Mosberg, who lives in Hillside, was 13 when the Nazis came for him and his family in Cracow, Poland, just a little older than the students in the audience. He told them how his family members were killed, and about his own years of torment in the Plaszow and Mauthausen concentration camps.
“Because of the Nazis, my children have no grandparents, no aunts or uncles,” he told them. Some of the children tucked their chins in, frowning; some shook their heads as if to brush aside such a thought.
“Did you ever try to take revenge?” one boy asked.
“No,” Mosberg replied. “There was nothing we could do. We were totally under their control. Anybody who tried anything was killed.”
The gathering was at PS 12 in the Elmora section of Elizabeth. The choir from the school was scheduled to practice with their counterparts from the Jewish Educational Center Yeshiva in preparation for the Yom Hashoa performance, so their teachers had brought them together in the gym to listen to this slender, dapper man.

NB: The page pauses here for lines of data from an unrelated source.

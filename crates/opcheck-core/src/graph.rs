//! Graph construction, validation and ordering.
//!
//! Both the traced framework model and the converted IR model are stored as
//! a [`ModelGraph`]. Edges are derived from tensor names: a node that lists
//! a tensor as input depends on the node that lists it as output.

use crate::error::CoreError;
use crate::types::{GraphEdge, GraphNode, ModelGraph, NodeAttribute, NodeId};
use anyhow::Result;
use std::collections::{BTreeSet, HashMap, HashSet};

fn invalid(msg: impl Into<String>) -> anyhow::Error {
    CoreError::InvalidGraph(msg.into()).into()
}

impl ModelGraph {
    /// Empty graph.
    pub fn new() -> Self {
        Self::default()
    }

    /// Append `node`, overwriting its id with its position.
    pub fn add_node(&mut self, node: GraphNode) -> NodeId {
        let id = self.nodes.len();
        self.nodes.push(GraphNode { id, ..node });
        id
    }

    /// Node with the given id.
    pub fn node(&self, id: NodeId) -> Option<&GraphNode> {
        self.nodes.get(id)
    }

    /// Number of nodes.
    pub fn node_count(&self) -> usize {
        self.nodes.len()
    }

    /// Ids of nodes whose `op_type` is exactly `op_type`.
    pub fn find_nodes_by_op(&self, op_type: &str) -> Vec<NodeId> {
        self.nodes
            .iter()
            .filter_map(|node| (node.op_type == op_type).then_some(node.id))
            .collect()
    }

    /// Distinct op types, first occurrence first.
    pub fn op_types(&self) -> Vec<&str> {
        let mut seen = HashSet::new();
        self.nodes
            .iter()
            .map(|node| node.op_type.as_str())
            .filter(|op| seen.insert(*op))
            .collect()
    }

    /// Recompute edges from the tensor names nodes produce and consume.
    pub fn rebuild_edges(&mut self) -> Result<()> {
        let mut producers: HashMap<&str, NodeId> = HashMap::new();
        for node in &self.nodes {
            for output in &node.outputs {
                if producers.insert(output.as_str(), node.id).is_some() {
                    return Err(invalid(format!(
                        "tensor '{output}' is produced by more than one node"
                    )));
                }
            }
        }

        let mut edges = Vec::new();
        for node in &self.nodes {
            let sourced = node.inputs.iter().filter_map(|input| {
                let &from_node = producers.get(input.as_str())?;
                Some(GraphEdge {
                    from_node,
                    to_node: node.id,
                    tensor_name: input.clone(),
                })
            });
            edges.extend(sourced);
        }
        self.edges = edges;
        Ok(())
    }

    /// Check that the graph is well formed.
    ///
    /// Every node input must be a graph input, an external constant listed
    /// in `constants`, or produced by some node; every graph output must be
    /// produced or be a graph input; the graph must be acyclic.
    pub fn validate(&self, constants: &HashSet<String>) -> Result<()> {
        if let Some((pos, node)) = self.nodes.iter().enumerate().find(|(pos, n)| n.id != *pos) {
            return Err(invalid(format!("node at position {pos} carries id {}", node.id)));
        }

        let defined: HashSet<&str> = self
            .inputs
            .iter()
            .chain(constants)
            .chain(self.nodes.iter().flat_map(|node| &node.outputs))
            .map(String::as_str)
            .collect();

        for node in &self.nodes {
            if let Some(missing) = node.inputs.iter().find(|i| !defined.contains(i.as_str())) {
                return Err(invalid(format!(
                    "node {} ({}) reads undefined tensor '{missing}'",
                    node.id, node.op_type
                )));
            }
        }
        if let Some(missing) = self.outputs.iter().find(|o| !defined.contains(o.as_str())) {
            return Err(invalid(format!(
                "graph output '{missing}' is not produced by any node"
            )));
        }

        self.topological_sort().map(drop)
    }

    /// Node ids in dependency order. Ready nodes are taken lowest id first,
    /// so an already ordered graph keeps its insertion order.
    pub fn topological_sort(&self) -> Result<Vec<NodeId>> {
        let count = self.nodes.len();
        let mut pending = vec![0usize; count];
        let mut consumers: Vec<Vec<NodeId>> = vec![Vec::new(); count];
        for edge in &self.edges {
            if edge.from_node >= count || edge.to_node >= count {
                return Err(invalid(format!(
                    "edge {} -> {} references a missing node",
                    edge.from_node, edge.to_node
                )));
            }
            pending[edge.to_node] += 1;
            consumers[edge.from_node].push(edge.to_node);
        }

        let mut ready: BTreeSet<NodeId> = (0..count).filter(|&id| pending[id] == 0).collect();
        let mut order = Vec::with_capacity(count);
        while let Some(id) = ready.pop_first() {
            order.push(id);
            for &next in &consumers[id] {
                pending[next] -= 1;
                if pending[next] == 0 {
                    ready.insert(next);
                }
            }
        }

        if order.len() == count {
            Ok(order)
        } else {
            Err(invalid(format!(
                "graph has a cycle through {} node(s)",
                count - order.len()
            )))
        }
    }

    /// Nodes in [`topological_sort`](Self::topological_sort) order.
    pub fn execution_order(&self) -> Result<Vec<&GraphNode>> {
        Ok(self
            .topological_sort()?
            .into_iter()
            .map(|id| &self.nodes[id])
            .collect())
    }
}

/// Incremental graph construction with generated tensor names.
pub struct GraphBuilder {
    graph: ModelGraph,
    prefix: String,
    counter: usize,
}

impl GraphBuilder {
    /// Create a new graph builder. Generated tensor names start with `prefix`.
    pub fn new(prefix: impl Into<String>) -> Self {
        Self {
            graph: ModelGraph::new(),
            prefix: prefix.into(),
            counter: 0,
        }
    }

    /// Declare a graph input.
    pub fn add_graph_input(&mut self, name: impl Into<String>) -> &mut Self {
        self.graph.inputs.push(name.into());
        self
    }

    /// Fresh tensor name.
    pub fn fresh_name(&mut self) -> String {
        let name = format!("{}{}", self.prefix, self.counter);
        self.counter += 1;
        name
    }

    /// Append a node producing `num_outputs` freshly named tensors.
    pub fn add_op(
        &mut self,
        op_type: &str,
        inputs: &[String],
        attributes: HashMap<String, NodeAttribute>,
        num_outputs: usize,
    ) -> Vec<String> {
        let outputs: Vec<String> = (0..num_outputs).map(|_| self.fresh_name()).collect();
        self.graph.add_node(GraphNode {
            id: 0,
            op_type: op_type.to_string(),
            attributes,
            inputs: inputs.to_vec(),
            outputs: outputs.clone(),
            name: None,
        });
        outputs
    }

    /// Set graph outputs.
    pub fn set_outputs(&mut self, outputs: Vec<String>) -> &mut Self {
        self.graph.outputs = outputs;
        self
    }

    /// Attach a metadata entry.
    pub fn add_metadata(&mut self, key: &str, value: impl Into<String>) -> &mut Self {
        self.graph.metadata.insert(key.to_string(), value.into());
        self
    }

    /// Finish the graph, deriving edges and validating it.
    pub fn build(mut self, constants: &HashSet<String>) -> Result<ModelGraph> {
        self.graph.rebuild_edges()?;
        self.graph.validate(constants)?;
        Ok(self.graph)
    }
}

On a table in front of him he laid out photos of his lost relatives, coils of barbed wire from a concentration camp, a Nazi whip like one that was used on him, and a striped uniform that was worn by an inmate at a camp. The children fingered the objects with shoulders hunched, tentatively, seemingly horrified and fascinated.

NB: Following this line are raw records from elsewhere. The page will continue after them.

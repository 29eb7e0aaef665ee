//! Single-operator modules.

mod addmm;
mod fill;
mod pad;

pub use addmm::AddmmModule;
pub use fill::FillAnyLikeModule;
pub use pad::{ListPadModule, PadModule};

Mosberg even had one boy try swinging the whip, to feel its weight. “There was an SS man who hated blond girls,” he told the children. “He hit them with a leather whip like this to knock out their eyes. He was sentenced to death after the war.” The boy swung once and hurriedly put the whip back down.
“I can’t imagine — it must have been so terrible,” a PS 12 student said, staring hard at their guest.
The JEC children listened just as solemnly, though they have heard such stories before, some from their own grandparents. One of them came up to Mosberg and asked if he remembered the name of the rabbi in his community before the war. Mosberg hesitated and then gave a name. Her face lit up. “He was my great-grandfather,” she said. There was a faint ripple of “wow” from the children clustered around them.
“Was there ever a Nazi who was kind?” a PS 12 girl asked. Mosberg nodded. He said there were some guards who showed glimmers of humanity.
A JEC child asked, “Do you cry every time you think about the war?”
“No,” Mosberg replied. “I cried until I had no more tears.” But he went on to tell them how deep his commitment is to telling and retelling his story, to speak up for all those who died. “As long as I live, it is my obligation,” he said.
He told the children, Jewish and non-Jewish, “Thank you for listening and for not forgetting. Remember. You are the future. The Holocaust will be long ago when you grow up, and I hope that one or two, or more will remember what I’ve told you.”